_Records drawn from a dataset_.
-------------------------

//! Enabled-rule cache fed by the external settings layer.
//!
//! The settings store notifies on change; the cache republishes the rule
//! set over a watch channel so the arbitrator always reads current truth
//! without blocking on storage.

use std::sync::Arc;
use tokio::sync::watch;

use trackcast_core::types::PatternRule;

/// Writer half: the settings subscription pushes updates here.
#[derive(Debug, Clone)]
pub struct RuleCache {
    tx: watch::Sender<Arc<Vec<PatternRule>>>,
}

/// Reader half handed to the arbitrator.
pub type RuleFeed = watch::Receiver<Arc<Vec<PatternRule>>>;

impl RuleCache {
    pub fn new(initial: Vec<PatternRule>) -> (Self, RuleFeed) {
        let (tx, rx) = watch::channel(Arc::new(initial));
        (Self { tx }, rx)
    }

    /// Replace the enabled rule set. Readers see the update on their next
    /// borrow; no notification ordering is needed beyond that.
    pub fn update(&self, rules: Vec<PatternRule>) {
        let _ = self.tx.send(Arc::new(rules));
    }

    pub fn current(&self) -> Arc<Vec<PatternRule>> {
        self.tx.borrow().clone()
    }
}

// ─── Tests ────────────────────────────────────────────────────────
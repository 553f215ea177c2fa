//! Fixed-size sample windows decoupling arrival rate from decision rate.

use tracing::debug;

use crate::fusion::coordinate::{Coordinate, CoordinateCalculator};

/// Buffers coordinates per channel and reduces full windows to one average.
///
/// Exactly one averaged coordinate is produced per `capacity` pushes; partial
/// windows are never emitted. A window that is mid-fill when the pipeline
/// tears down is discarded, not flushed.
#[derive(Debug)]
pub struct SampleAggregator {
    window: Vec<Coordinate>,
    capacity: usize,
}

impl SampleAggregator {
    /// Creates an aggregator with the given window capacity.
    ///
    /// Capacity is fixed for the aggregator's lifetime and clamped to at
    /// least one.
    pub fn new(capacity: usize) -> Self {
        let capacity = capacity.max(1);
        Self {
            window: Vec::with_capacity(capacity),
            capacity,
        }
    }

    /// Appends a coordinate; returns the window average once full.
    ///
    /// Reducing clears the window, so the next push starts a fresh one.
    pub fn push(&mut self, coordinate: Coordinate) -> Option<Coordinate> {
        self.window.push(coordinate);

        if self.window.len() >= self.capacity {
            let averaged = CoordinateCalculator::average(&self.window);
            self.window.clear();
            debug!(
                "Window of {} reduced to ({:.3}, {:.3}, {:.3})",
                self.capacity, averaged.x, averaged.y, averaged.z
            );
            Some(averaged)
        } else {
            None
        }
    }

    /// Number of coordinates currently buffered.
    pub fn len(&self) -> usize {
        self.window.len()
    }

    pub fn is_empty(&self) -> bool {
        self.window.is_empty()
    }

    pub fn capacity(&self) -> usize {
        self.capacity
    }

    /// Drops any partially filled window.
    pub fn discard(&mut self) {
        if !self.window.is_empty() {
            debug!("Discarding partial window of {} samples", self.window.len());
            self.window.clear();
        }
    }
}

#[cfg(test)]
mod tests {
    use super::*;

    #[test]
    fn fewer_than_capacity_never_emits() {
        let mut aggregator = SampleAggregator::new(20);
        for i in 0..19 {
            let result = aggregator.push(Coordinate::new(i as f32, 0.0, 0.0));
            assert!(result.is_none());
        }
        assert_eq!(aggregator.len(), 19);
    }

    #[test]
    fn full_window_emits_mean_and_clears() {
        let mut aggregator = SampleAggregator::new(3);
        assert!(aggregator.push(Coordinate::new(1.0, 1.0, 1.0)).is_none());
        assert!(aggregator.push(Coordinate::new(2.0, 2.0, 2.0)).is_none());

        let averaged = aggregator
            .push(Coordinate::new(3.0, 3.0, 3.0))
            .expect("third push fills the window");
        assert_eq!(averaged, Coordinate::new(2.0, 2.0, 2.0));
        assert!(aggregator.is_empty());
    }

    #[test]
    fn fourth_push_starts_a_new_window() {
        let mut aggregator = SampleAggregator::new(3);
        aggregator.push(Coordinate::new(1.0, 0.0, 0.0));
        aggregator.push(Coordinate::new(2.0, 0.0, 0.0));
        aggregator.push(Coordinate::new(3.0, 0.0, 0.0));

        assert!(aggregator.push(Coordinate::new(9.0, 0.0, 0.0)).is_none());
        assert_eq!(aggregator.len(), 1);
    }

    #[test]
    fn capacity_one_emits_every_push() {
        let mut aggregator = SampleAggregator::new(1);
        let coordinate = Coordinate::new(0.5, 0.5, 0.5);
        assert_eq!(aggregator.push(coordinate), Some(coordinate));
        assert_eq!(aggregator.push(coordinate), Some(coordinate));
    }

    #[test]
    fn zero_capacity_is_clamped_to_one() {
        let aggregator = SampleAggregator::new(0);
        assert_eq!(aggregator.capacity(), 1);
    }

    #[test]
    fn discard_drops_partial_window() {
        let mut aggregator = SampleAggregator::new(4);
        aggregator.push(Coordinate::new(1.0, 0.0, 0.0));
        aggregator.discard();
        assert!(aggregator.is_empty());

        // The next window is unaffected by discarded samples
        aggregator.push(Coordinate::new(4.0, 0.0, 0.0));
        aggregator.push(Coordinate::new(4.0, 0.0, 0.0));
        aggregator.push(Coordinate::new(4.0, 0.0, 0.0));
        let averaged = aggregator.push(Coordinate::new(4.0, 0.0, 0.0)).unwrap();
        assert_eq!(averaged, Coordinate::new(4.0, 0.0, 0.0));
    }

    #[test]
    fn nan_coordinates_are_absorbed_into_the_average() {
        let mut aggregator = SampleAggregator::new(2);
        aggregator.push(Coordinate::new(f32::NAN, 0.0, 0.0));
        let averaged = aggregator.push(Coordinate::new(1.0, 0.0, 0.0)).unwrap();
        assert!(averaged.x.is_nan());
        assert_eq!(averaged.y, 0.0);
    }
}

-------------------------

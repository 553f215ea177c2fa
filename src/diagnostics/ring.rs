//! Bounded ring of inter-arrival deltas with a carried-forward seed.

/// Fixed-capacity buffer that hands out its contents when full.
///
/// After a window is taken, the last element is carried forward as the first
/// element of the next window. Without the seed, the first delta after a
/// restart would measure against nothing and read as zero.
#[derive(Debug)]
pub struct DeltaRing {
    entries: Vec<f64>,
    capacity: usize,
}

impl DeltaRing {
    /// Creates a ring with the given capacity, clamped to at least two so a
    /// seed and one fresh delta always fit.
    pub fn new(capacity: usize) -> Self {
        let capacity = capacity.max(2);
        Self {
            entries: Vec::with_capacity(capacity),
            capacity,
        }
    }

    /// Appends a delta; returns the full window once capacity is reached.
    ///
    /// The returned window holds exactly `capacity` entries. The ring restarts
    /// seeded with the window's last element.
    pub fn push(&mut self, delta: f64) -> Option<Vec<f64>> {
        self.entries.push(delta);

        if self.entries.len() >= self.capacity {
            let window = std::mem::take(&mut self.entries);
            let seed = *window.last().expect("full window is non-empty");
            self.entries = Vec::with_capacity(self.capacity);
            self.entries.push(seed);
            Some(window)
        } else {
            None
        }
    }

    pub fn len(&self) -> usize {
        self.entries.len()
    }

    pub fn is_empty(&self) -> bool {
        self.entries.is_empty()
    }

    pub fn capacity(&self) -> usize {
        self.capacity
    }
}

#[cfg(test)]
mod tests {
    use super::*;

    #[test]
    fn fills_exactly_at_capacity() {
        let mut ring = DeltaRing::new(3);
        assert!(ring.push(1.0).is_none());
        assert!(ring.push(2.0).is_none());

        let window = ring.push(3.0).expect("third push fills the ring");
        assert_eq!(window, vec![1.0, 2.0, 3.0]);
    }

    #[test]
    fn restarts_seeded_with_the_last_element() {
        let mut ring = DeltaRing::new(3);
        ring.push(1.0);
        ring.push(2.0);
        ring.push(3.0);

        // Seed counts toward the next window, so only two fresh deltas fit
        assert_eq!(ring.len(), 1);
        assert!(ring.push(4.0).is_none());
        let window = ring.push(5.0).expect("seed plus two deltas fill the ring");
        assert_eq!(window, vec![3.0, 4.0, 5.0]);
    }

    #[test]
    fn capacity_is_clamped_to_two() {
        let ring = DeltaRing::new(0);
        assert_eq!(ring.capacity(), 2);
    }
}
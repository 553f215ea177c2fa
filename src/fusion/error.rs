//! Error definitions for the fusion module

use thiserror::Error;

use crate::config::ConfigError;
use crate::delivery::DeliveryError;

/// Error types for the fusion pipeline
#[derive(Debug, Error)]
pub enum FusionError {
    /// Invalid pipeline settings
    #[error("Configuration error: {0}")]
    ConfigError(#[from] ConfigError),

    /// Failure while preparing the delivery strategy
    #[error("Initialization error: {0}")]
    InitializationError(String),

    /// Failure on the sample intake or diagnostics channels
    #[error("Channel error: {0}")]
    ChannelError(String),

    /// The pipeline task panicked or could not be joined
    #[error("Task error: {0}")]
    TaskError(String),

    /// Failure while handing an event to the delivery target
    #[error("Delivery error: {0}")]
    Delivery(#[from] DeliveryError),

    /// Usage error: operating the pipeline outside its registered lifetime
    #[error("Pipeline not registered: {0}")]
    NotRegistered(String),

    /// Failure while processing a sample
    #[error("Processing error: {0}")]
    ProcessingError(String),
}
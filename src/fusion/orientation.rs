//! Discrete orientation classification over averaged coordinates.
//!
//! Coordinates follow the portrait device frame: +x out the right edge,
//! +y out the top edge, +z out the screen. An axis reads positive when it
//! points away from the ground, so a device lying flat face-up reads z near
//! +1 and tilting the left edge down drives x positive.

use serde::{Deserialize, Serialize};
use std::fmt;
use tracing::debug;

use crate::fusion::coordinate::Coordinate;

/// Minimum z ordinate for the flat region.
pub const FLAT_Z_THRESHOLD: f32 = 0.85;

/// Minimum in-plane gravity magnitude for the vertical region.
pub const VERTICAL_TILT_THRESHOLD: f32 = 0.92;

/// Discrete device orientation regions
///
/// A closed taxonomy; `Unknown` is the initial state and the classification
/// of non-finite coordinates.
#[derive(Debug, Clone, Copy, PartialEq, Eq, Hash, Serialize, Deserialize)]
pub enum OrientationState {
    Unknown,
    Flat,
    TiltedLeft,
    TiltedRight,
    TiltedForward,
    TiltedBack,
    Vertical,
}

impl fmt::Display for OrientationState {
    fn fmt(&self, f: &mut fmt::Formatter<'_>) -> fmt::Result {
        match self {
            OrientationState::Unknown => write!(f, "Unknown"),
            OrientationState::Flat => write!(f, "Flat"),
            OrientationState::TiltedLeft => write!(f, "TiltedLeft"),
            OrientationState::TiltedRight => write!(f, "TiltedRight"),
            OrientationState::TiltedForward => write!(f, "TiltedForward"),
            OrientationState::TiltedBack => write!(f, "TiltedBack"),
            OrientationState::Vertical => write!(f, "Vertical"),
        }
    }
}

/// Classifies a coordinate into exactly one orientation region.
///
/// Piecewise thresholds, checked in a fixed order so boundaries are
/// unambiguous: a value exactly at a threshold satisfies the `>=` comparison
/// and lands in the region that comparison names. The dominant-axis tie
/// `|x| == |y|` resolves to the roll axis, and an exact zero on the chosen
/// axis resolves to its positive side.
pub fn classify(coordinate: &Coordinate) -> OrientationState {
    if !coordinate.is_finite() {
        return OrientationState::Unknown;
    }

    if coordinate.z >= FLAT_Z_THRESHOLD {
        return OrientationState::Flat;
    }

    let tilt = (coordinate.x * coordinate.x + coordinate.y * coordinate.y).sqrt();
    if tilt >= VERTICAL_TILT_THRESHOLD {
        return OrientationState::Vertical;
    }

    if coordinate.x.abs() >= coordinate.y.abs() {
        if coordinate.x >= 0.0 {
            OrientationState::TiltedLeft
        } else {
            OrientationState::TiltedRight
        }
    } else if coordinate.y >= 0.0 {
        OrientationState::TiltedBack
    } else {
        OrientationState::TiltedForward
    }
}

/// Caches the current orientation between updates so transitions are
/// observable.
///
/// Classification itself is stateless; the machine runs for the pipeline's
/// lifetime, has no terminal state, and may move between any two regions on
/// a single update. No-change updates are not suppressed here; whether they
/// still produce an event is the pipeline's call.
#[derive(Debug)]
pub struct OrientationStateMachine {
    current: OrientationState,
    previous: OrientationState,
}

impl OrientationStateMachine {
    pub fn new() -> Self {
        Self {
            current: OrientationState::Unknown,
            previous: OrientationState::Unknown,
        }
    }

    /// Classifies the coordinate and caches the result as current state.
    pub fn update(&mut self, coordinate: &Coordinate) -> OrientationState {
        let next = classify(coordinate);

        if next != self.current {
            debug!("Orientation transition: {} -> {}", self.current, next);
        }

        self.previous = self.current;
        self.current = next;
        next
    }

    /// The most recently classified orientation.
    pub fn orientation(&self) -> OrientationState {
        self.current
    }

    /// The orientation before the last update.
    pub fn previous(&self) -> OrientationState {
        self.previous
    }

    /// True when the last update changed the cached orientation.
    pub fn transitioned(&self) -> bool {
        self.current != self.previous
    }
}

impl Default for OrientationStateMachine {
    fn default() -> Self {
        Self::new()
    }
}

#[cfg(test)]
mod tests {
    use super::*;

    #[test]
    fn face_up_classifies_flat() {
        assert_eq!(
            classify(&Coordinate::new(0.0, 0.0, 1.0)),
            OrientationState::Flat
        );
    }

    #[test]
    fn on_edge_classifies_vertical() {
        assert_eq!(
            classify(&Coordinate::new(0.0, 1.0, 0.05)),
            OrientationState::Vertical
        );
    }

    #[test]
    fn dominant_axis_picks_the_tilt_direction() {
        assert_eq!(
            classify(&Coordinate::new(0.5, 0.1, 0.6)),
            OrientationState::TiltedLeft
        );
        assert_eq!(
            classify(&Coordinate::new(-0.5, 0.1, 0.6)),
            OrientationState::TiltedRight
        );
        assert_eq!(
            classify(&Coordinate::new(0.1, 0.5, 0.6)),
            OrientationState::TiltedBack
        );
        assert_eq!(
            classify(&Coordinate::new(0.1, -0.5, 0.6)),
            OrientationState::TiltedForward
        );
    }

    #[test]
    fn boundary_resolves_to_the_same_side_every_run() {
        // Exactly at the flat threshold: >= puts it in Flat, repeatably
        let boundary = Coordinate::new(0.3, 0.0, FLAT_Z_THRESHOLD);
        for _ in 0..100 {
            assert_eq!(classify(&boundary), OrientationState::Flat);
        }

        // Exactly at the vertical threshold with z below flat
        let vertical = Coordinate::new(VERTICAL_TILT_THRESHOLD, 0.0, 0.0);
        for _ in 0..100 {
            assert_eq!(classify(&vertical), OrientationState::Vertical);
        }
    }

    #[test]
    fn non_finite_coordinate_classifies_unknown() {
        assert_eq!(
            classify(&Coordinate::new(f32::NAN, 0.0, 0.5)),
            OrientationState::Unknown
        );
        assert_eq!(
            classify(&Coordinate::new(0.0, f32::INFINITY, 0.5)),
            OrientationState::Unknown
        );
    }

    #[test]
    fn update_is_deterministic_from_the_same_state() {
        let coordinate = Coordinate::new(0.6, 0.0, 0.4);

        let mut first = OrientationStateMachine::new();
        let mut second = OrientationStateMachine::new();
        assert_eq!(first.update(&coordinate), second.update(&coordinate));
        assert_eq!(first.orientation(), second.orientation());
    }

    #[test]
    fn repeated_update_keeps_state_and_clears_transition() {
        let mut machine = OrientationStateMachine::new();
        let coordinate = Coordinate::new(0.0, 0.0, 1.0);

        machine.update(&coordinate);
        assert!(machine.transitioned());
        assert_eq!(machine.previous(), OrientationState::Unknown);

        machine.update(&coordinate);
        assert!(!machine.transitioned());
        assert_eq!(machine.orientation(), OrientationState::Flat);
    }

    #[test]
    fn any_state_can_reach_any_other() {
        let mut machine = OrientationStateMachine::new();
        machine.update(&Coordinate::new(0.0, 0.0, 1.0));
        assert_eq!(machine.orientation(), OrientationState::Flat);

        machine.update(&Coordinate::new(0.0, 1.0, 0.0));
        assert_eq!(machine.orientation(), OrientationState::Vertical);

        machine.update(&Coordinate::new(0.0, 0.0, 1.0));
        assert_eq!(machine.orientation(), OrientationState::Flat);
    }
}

-------------------------

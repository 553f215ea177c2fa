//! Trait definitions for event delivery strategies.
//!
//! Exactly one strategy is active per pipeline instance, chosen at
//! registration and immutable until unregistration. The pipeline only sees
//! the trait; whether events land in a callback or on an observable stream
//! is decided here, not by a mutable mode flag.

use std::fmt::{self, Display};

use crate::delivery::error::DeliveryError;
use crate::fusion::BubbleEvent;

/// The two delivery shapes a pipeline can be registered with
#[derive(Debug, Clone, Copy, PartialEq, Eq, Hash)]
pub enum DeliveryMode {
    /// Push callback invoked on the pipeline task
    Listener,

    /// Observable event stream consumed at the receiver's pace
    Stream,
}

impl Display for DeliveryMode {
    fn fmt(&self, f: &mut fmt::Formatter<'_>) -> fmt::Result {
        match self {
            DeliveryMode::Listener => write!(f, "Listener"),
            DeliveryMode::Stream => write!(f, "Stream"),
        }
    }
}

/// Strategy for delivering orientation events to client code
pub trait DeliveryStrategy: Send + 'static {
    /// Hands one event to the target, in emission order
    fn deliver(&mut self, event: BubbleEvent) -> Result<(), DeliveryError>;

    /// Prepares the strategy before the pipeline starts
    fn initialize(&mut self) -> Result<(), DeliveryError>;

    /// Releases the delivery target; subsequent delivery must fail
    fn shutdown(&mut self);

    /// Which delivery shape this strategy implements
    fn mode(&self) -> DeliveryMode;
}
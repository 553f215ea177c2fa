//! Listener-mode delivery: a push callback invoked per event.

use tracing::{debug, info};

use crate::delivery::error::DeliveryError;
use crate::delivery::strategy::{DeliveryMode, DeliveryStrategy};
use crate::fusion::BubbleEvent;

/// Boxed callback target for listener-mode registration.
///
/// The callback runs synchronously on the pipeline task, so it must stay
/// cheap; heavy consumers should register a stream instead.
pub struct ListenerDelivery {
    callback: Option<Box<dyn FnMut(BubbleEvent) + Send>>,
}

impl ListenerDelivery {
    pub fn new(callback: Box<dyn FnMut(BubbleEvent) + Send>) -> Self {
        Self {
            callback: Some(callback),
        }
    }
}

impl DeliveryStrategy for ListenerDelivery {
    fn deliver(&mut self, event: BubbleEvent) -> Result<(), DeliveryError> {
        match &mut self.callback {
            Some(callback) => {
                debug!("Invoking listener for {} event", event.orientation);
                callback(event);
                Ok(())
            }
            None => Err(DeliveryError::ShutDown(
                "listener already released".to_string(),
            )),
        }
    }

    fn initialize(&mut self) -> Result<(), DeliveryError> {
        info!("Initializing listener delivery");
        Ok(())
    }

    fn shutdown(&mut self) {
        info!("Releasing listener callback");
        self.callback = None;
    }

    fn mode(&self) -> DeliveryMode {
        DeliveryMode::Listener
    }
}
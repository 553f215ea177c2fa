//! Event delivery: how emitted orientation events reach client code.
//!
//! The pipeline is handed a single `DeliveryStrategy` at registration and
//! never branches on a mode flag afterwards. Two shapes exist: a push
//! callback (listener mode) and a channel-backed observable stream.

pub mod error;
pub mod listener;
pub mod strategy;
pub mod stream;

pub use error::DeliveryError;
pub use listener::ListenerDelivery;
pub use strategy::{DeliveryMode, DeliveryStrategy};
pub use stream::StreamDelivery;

-------------------------

_WHAT THE TASK REQUIRES_. Copy out the range of lines above starting at the line with "pub use error::DeliveryError;" and ending at the line with "pub use stream::StreamDelivery;", exactly and including both.

_PROBLEM SOLUTION_.
pub use error::DeliveryError;
pub use listener::ListenerDelivery;
pub use strategy::{DeliveryMode, DeliveryStrategy};
pub use stream::StreamDelivery;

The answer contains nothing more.